» Activity
Go through the records line by line and work out how many lines hold the word "pinned". Answer with the number only.

■ ■ ■

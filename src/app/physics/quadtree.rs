use eframe::egui::{Vec2, vec2};

const LEAF_CAPACITY: usize = 8;
const MAX_DEPTH: usize = 12;

#[derive(Clone, Copy)]
pub(super) struct QuadBounds {
    pub(super) center: Vec2,
    pub(super) half_extent: f32,
}

impl QuadBounds {
    fn around(points: &[Vec2]) -> Option<Self> {
        let mut min = vec2(f32::INFINITY, f32::INFINITY);
        let mut max = vec2(f32::NEG_INFINITY, f32::NEG_INFINITY);

        for point in points {
            min.x = min.x.min(point.x);
            min.y = min.y.min(point.y);
            max.x = max.x.max(point.x);
            max.y = max.y.max(point.y);
        }

        if !min.x.is_finite() || !min.y.is_finite() || !max.x.is_finite() || !max.y.is_finite() {
            return None;
        }

        let center = (min + max) * 0.5;
        let span = (max.x - min.x).max(max.y - min.y).max(1.0);
        Some(Self {
            center,
            half_extent: (span * 0.5) + 1.0,
        })
    }

    pub(super) fn contains(self, point: Vec2) -> bool {
        (point.x - self.center.x).abs() <= self.half_extent
            && (point.y - self.center.y).abs() <= self.half_extent
    }

    pub(super) fn side_length(self) -> f32 {
        self.half_extent * 2.0
    }

    fn overlaps_circle(self, center: Vec2, radius: f32) -> bool {
        let dx = ((center.x - self.center.x).abs() - self.half_extent).max(0.0);
        let dy = ((center.y - self.center.y).abs() - self.half_extent).max(0.0);
        (dx * dx) + (dy * dy) <= radius * radius
    }

    fn quadrant_for(self, point: Vec2) -> usize {
        let right = point.x >= self.center.x;
        let lower = point.y >= self.center.y;
        (right as usize) | ((lower as usize) << 1)
    }

    fn child(self, quadrant: usize) -> Self {
        let quarter = self.half_extent * 0.5;
        let offset = vec2(
            if quadrant & 1 == 0 { -quarter } else { quarter },
            if quadrant & 2 == 0 { -quarter } else { quarter },
        );
        Self {
            center: self.center + offset,
            half_extent: quarter,
        }
    }
}

pub(super) struct QuadNode {
    pub(super) bounds: QuadBounds,
    pub(super) center_of_mass: Vec2,
    pub(super) mass: f32,
    pub(super) indices: Vec<usize>,
    pub(super) children: [Option<Box<QuadNode>>; 4],
}

impl QuadNode {
    pub(super) fn build(positions: &[Vec2]) -> Option<Self> {
        let bounds = QuadBounds::around(positions)?;
        let indices = (0..positions.len()).collect::<Vec<_>>();
        Some(Self::build_node(bounds, indices, positions, 0))
    }

    fn build_node(
        bounds: QuadBounds,
        indices: Vec<usize>,
        positions: &[Vec2],
        depth: usize,
    ) -> Self {
        let mut center_of_mass = Vec2::ZERO;
        for &index in &indices {
            center_of_mass += positions[index];
        }
        let mass = indices.len() as f32;
        if mass > 0.0 {
            center_of_mass /= mass;
        }

        let mut node = Self {
            bounds,
            center_of_mass,
            mass,
            indices,
            children: std::array::from_fn(|_| None),
        };

        if depth >= MAX_DEPTH || node.indices.len() <= LEAF_CAPACITY {
            return node;
        }

        let mut buckets = std::array::from_fn::<_, 4, _>(|_| Vec::new());
        for &index in &node.indices {
            buckets[bounds.quadrant_for(positions[index])].push(index);
        }

        // All points in one quadrant means splitting gains nothing.
        if buckets.iter().filter(|bucket| !bucket.is_empty()).count() <= 1 {
            return node;
        }

        for (quadrant, bucket) in buckets.into_iter().enumerate() {
            if bucket.is_empty() {
                continue;
            }
            node.children[quadrant] = Some(Box::new(Self::build_node(
                bounds.child(quadrant),
                bucket,
                positions,
                depth + 1,
            )));
        }
        node.indices.clear();
        node
    }

    pub(super) fn is_leaf(&self) -> bool {
        self.children.iter().all(|child| child.is_none())
    }

    pub(super) fn query_circle(&self, center: Vec2, radius: f32, out: &mut Vec<usize>) {
        if !self.bounds.overlaps_circle(center, radius) {
            return;
        }

        if self.is_leaf() {
            out.extend_from_slice(&self.indices);
            return;
        }

        for child in self.children.iter().flatten() {
            child.query_circle(center, radius, out);
        }
    }
}

#[cfg(test)]
mod tests {
    use super::*;

    #[test]
    fn build_returns_none_without_points() {
        assert!(QuadNode::build(&[]).is_none());
    }

    #[test]
    fn query_circle_finds_nearby_points_only() {
        let positions: Vec<Vec2> = (0..64)
            .map(|i| vec2((i % 8) as f32 * 100.0, (i / 8) as f32 * 100.0))
            .collect();
        let tree = QuadNode::build(&positions).unwrap();

        let mut hits = Vec::new();
        tree.query_circle(positions[0], 10.0, &mut hits);
        assert!(hits.contains(&0));
        assert!(!hits.contains(&63));
    }

    #[test]
    fn mass_accounts_for_every_point() {
        let positions: Vec<Vec2> = (0..37).map(|i| vec2(i as f32 * 13.0, -(i as f32))).collect();
        let tree = QuadNode::build(&positions).unwrap();
        assert_eq!(tree.mass as usize, positions.len());
    }
}
impl ViewModel {
    fn update_screen_space(
        rect: Rect,
        pan: Vec2,
        zoom: f32,
        float_time: Option<f32>,
        drag_index: Option<usize>,
        cache: &mut super::super::RenderGraph,
    ) {
        cache.view_scratch.screen_positions.clear();
        cache.view_scratch.screen_radii.clear();

        for (index, render_node) in cache.nodes.iter().enumerate() {
            let mut world = render_node.world_pos;
            if let Some(t) = float_time
                && drag_index != Some(index)
            {
                // Idle floating motion: a gentle per-node drift on top of the
                // simulated position, phase keyed off the producer id.
                let (px, py) = stable_pair(&render_node.id);
                world += vec2(
                    (t * 0.9 + px * std::f32::consts::TAU).sin(),
                    (t * 1.3 + py * std::f32::consts::TAU).cos(),
                ) * 2.6;
            }

            cache
                .view_scratch
                .screen_positions
                .push(world_to_screen(rect, pan, zoom, world));
            cache
                .view_scratch
                .screen_radii
                .push((render_node.base_radius * zoom.powf(0.40)).clamp(3.0, 52.0));
        }
    }

    fn ensure_draw_order(cache: &mut super::super::RenderGraph) {
        if !cache.view_scratch.draw_order_dirty
            && cache.view_scratch.draw_order.len() == cache.nodes.len()
        {
            return;
        }

        cache.view_scratch.draw_order.clear();
        cache.view_scratch.draw_order.extend(0..cache.nodes.len());
        cache.view_scratch.draw_order.sort_by(|a, b| {
            cache.nodes[*a]
                .metric_value
                .cmp(&cache.nodes[*b].metric_value)
        });
        cache.view_scratch.draw_order_dirty = false;
    }

    fn cached_search_matches(&mut self) -> Option<Arc<HashSet<usize>>> {
        if self.interaction.selected.is_some() {
            return None;
        }

        let query = self.search.trim();
        if query.is_empty() {
            return None;
        }

        if let Some(cached) = &self.search_match_cache
            && cached.graph_revision == self.render_graph_revision
            && cached.query == query
        {
            return Some(Arc::clone(&cached.matches));
        }

        let cache = self.graph_cache.as_ref()?;
        let matcher = SkimMatcherV2::default();
        let matches = cache
            .nodes
            .iter()
            .enumerate()
            .filter_map(|(index, node)| {
                let name = self
                    .graph
                    .nodes
                    .get(&node.id)
                    .map(|producer| producer.name.as_str())
                    .unwrap_or(node.id.as_str());
                if fuzzy_match_score(&matcher, name, query).is_some() {
                    Some(index)
                } else {
                    None
                }
            })
            .collect::<HashSet<_>>();
        let matches = Arc::new(matches);

        self.search_match_cache = Some(SearchMatchCache {
            query: query.to_owned(),
            graph_revision: self.render_graph_revision,
            matches: Arc::clone(&matches),
        });

        Some(matches)
    }

    pub(in crate::app) fn draw_graph(&mut self, ui: &mut Ui) {
        if self.graph_dirty {
            self.rebuild_render_graph();
        }

        let (rect, response) = ui.allocate_exact_size(ui.available_size(), Sense::click_and_drag());
        let painter = ui.painter_at(rect);

        draw_background(&painter, rect, self.pan, self.zoom);

        self.handle_graph_zoom(ui, rect, &response);
        self.handle_graph_pan(&response);

        // A resize recenters the layout; wake the simulation at moderate
        // energy instead of recomputing positions.
        if self.last_canvas_size != rect.size() {
            if self.last_canvas_size != Vec2::ZERO
                && let Some(cache) = self.graph_cache.as_mut()
            {
                kick(cache, 1.4);
            }
            self.last_canvas_size = rect.size();
        }

        let frame_delta_seconds = ui
            .ctx()
            .input(|input| input.stable_dt)
            .clamp(1.0 / 240.0, 1.0 / 20.0);
        if self.interaction.floating {
            self.interaction.float_time += frame_delta_seconds;
        }

        let search_matches = self.cached_search_matches();
        let pan = self.pan;
        let zoom = self.zoom;
        let link_visibility = self.link_visibility;
        let selected_id = self.interaction.selected.clone();
        let float_time = self
            .interaction
            .floating
            .then_some(self.interaction.float_time);
        let mut drag = self.interaction.drag;
        let interaction_active = response.dragged();
        let physics = PhysicsConfig {
            intensity: self.physics_intensity,
            repulsion_scale: self.physics_repulsion,
            spring_scale: self.physics_spring,
            collision_scale: self.physics_collision,
            velocity_damping: self.physics_velocity_damping,
            delta_seconds: frame_delta_seconds,
        };

        let Some(cache) = self.graph_cache.as_mut() else {
            self.visible_node_count = 0;
            self.visible_edge_count = 0;
            ui.label("The dataset contains no producers.");
            return;
        };

        let mut physics_moving = false;
        if self.live_physics {
            physics_moving = step_physics(cache, physics);
        }

        Self::update_screen_space(
            rect,
            pan,
            zoom,
            float_time,
            drag.index.filter(|_| drag.active),
            cache,
        );
        Self::visible_indices_into(
            rect,
            &cache.view_scratch.screen_positions,
            &cache.view_scratch.screen_radii,
            &mut cache.view_scratch.visible_indices,
        );
        cache.view_scratch.visible_mask.clear();
        cache
            .view_scratch
            .visible_mask
            .resize(cache.nodes.len(), false);
        for &index in &cache.view_scratch.visible_indices {
            if let Some(entry) = cache.view_scratch.visible_mask.get_mut(index) {
                *entry = true;
            }
        }
        self.visible_node_count = cache.view_scratch.visible_indices.len();

        let hovered = Self::hovered_index(
            ui,
            &cache.view_scratch.visible_indices,
            &cache.view_scratch.screen_positions,
            &cache.view_scratch.screen_radii,
        );
        let hovered_index = hovered.map(|(index, _)| index);

        if hovered_index.is_some() || drag.active {
            ui.output_mut(|output| {
                output.cursor_icon = if drag.active {
                    egui::CursorIcon::Grabbing
                } else {
                    egui::CursorIcon::PointingHand
                };
            });
        }

        // Drag a node to reposition it: pinned while held, free on drop.
        let drag_delta = response.drag_delta();
        if response.drag_started_by(PointerButton::Primary)
            && let Some(index) = hovered_index
        {
            drag = DragState {
                active: true,
                index: Some(index),
            };
        }
        if drag.active {
            if let Some(index) = drag.index {
                if response.dragged_by(PointerButton::Primary)
                    && let Some(node) = cache.nodes.get_mut(index)
                {
                    node.world_pos += drag_delta / zoom;
                    node.velocity = Vec2::ZERO;
                    node.pinned = true;
                    if let Some(position) = cache.view_scratch.screen_positions.get_mut(index) {
                        *position = world_to_screen(rect, pan, zoom, node.world_pos);
                    }
                }
                if response.drag_stopped_by(PointerButton::Primary) {
                    if let Some(node) = cache.nodes.get_mut(index) {
                        node.pinned = false;
                    }
                    drag = DragState::default();
                }
            }
        } else if response.dragged_by(PointerButton::Primary) {
            self.pan += drag_delta;
        }

        // A click on a node selects it; a click on empty canvas clears the
        // selection and closes the details panel.
        let pending_selection = if response.clicked_by(PointerButton::Primary) {
            Some(hovered_index.and_then(|index| cache.nodes.get(index).map(|node| node.id.clone())))
        } else {
            None
        };

        // Selection styling persists independent of hover.
        let highlight = if let Some(id) = &selected_id {
            selection_highlight(&self.graph, cache, id)
        } else {
            hovered_index.map(|index| hover_highlight(cache, index))
        };
        let selection_active = highlight
            .as_ref()
            .is_some_and(|state| state.from_selection);
        let search_active = search_matches
            .as_ref()
            .is_some_and(|matches| !matches.is_empty());

        let zoom_sqrt = zoom.sqrt();
        let mut visible_edge_count = 0usize;
        for (edge_index, &(a, b)) in cache.edges.iter().enumerate() {
            if a >= cache.nodes.len() || b >= cache.nodes.len() {
                continue;
            }

            let emphasized = highlight
                .as_ref()
                .is_some_and(|state| state.edges.contains(&edge_index));
            if !emphasized && link_visibility == LinkVisibility::OnFocus {
                continue;
            }

            let start = cache.view_scratch.screen_positions[a];
            let end = cache.view_scratch.screen_positions[b];
            let a_visible = cache
                .view_scratch
                .visible_mask
                .get(a)
                .copied()
                .unwrap_or(false);
            let b_visible = cache
                .view_scratch
                .visible_mask
                .get(b)
                .copied()
                .unwrap_or(false);
            if !a_visible && !b_visible && !edge_visible(rect, start, end, 2.5) {
                continue;
            }

            // Links borrow the palette color of their source-side endpoint.
            let source_color = palette_color(cache.nodes[a].palette_slot);
            let (line_width, line_color) = if emphasized {
                (
                    (2.4 * zoom_sqrt).clamp(1.3, 4.6),
                    with_alpha(blend_color(source_color, Color32::WHITE, 0.2), 220),
                )
            } else if highlight.is_some() {
                ((0.8 * zoom_sqrt).clamp(0.4, 1.8), with_alpha(source_color, 36))
            } else {
                (
                    (1.2 * zoom_sqrt).clamp(0.6, 2.6),
                    with_alpha(source_color, 110),
                )
            };

            painter.line_segment([start, end], Stroke::new(line_width, line_color));
            visible_edge_count += 1;
        }
        self.visible_edge_count = visible_edge_count;

        let mut selection_animating = false;

        Self::ensure_draw_order(cache);
        for index in cache.view_scratch.draw_order.iter().copied() {
            if !cache
                .view_scratch
                .visible_mask
                .get(index)
                .copied()
                .unwrap_or(false)
            {
                continue;
            }

            let render_node = &cache.nodes[index];
            let position = cache.view_scratch.screen_positions[index];
            let radius = cache.view_scratch.screen_radii[index];

            let is_selected = selected_id.as_deref() == Some(render_node.id.as_str());
            let is_hovered = hovered_index == Some(index);
            let is_member = highlight
                .as_ref()
                .is_some_and(|state| state.members.contains(&index));
            let is_search_match = search_matches
                .as_ref()
                .is_some_and(|matches| matches.contains(&index));

            let base_color = palette_color(render_node.palette_slot);
            let unselected_color = if is_hovered {
                blend_color(base_color, Color32::WHITE, 0.28)
            } else if highlight.is_some() {
                if is_member {
                    base_color
                } else {
                    dim_color(base_color, 0.35)
                }
            } else if search_active {
                if is_search_match {
                    blend_color(base_color, SEARCH_ACCENT, 0.55)
                } else {
                    dim_color(base_color, 0.38)
                }
            } else {
                base_color
            };

            let selection_mix = ui.ctx().animate_bool(
                ui.make_persistent_id(("node-selection", render_node.id.as_str())),
                is_selected,
            );
            if selection_mix > 0.0 && selection_mix < 1.0 {
                selection_animating = true;
            }

            let color = blend_color(unselected_color, SELECTED_COLOR, selection_mix);

            painter.circle_filled(position, radius, color);
            if selection_mix > 0.0 {
                let halo_strength = (selection_mix * (1.0 - selection_mix) * 4.0).clamp(0.0, 1.0);
                let halo_alpha = (30.0 + (halo_strength * 145.0)) as u8;
                painter.circle_stroke(
                    position,
                    radius + 4.0 + ((1.0 - selection_mix) * 6.0),
                    Stroke::new(
                        1.0 + (halo_strength * 1.6),
                        with_alpha(SELECTED_COLOR, halo_alpha),
                    ),
                );
            }

            painter.circle_stroke(
                position,
                radius,
                Stroke::new(
                    1.0 + (selection_mix * 1.2),
                    Color32::from_rgba_unmultiplied(12, 12, 14, 190),
                ),
            );

            // Focus mode labels the whole neighborhood and tracks positions;
            // search matches get labels once zoomed in enough to read them.
            let labeled = (selection_active && is_member) || (is_search_match && zoom > 0.5);
            if labeled
                && let Some(producer) = self.graph.nodes.get(&render_node.id)
            {
                painter.text(
                    position + vec2(radius + 5.0, 0.0),
                    Align2::LEFT_CENTER,
                    &producer.name,
                    FontId::proportional(12.0),
                    Color32::from_gray(235),
                );
            }
        }

        if !drag.active
            && let Some(index) = hovered_index
            && let Some(producer) = cache
                .nodes
                .get(index)
                .and_then(|node| self.graph.nodes.get(&node.id))
            && let Some(pointer) = ui.input(|input| input.pointer.hover_pos())
        {
            draw_hover_card(&painter, rect, pointer, producer);
        }

        if physics_moving || interaction_active || float_time.is_some() || selection_animating {
            ui.ctx().request_repaint();
        }

        self.interaction.drag = drag;
        self.interaction.hovered = hovered_index;
        if let Some(selected) = pending_selection {
            self.apply_graph_selection(selected);
        }
    }
}
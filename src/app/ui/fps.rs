use eframe::egui::Context;

use super::super::ViewModel;

impl ViewModel {
    pub(in crate::app) fn update_fps_counter(&mut self, ctx: &Context) {
        const FPS_SAMPLE_WINDOW: usize = 180;

        let dt = ctx.input(|input| input.stable_dt);
        if dt <= f32::EPSILON {
            return;
        }

        self.fps_current = (1.0 / dt).clamp(0.0, 1000.0);
        self.fps_samples.push_back(self.fps_current);
        while self.fps_samples.len() > FPS_SAMPLE_WINDOW {
            self.fps_samples.pop_front();
        }
    }

    pub(in crate::app) fn fps_display_text(&self) -> Option<String> {
        if !self.show_fps_bar {
            return None;
        }

        let mut parts = vec![format!("FPS {:.0}", self.fps_current)];

        if !self.fps_samples.is_empty() {
            let avg = self.fps_samples.iter().sum::<f32>() / self.fps_samples.len() as f32;
            parts.push(format!("avg {avg:.1}"));
        }

        if self.fps_current > f32::EPSILON {
            parts.push(format!("{:.1} ms", 1000.0 / self.fps_current));
        }

        Some(parts.join(" | "))
    }

    pub(in crate::app) fn visible_graph_text(&self) -> Option<String> {
        self.graph_cache.as_ref().map(|cache| {
            format!(
                "visible: {} nodes / {} links",
                self.visible_node_count.min(cache.nodes.len()),
                self.visible_edge_count.min(cache.edges.len())
            )
        })
    }
}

■ ■ ■

» Solution to the exercise
3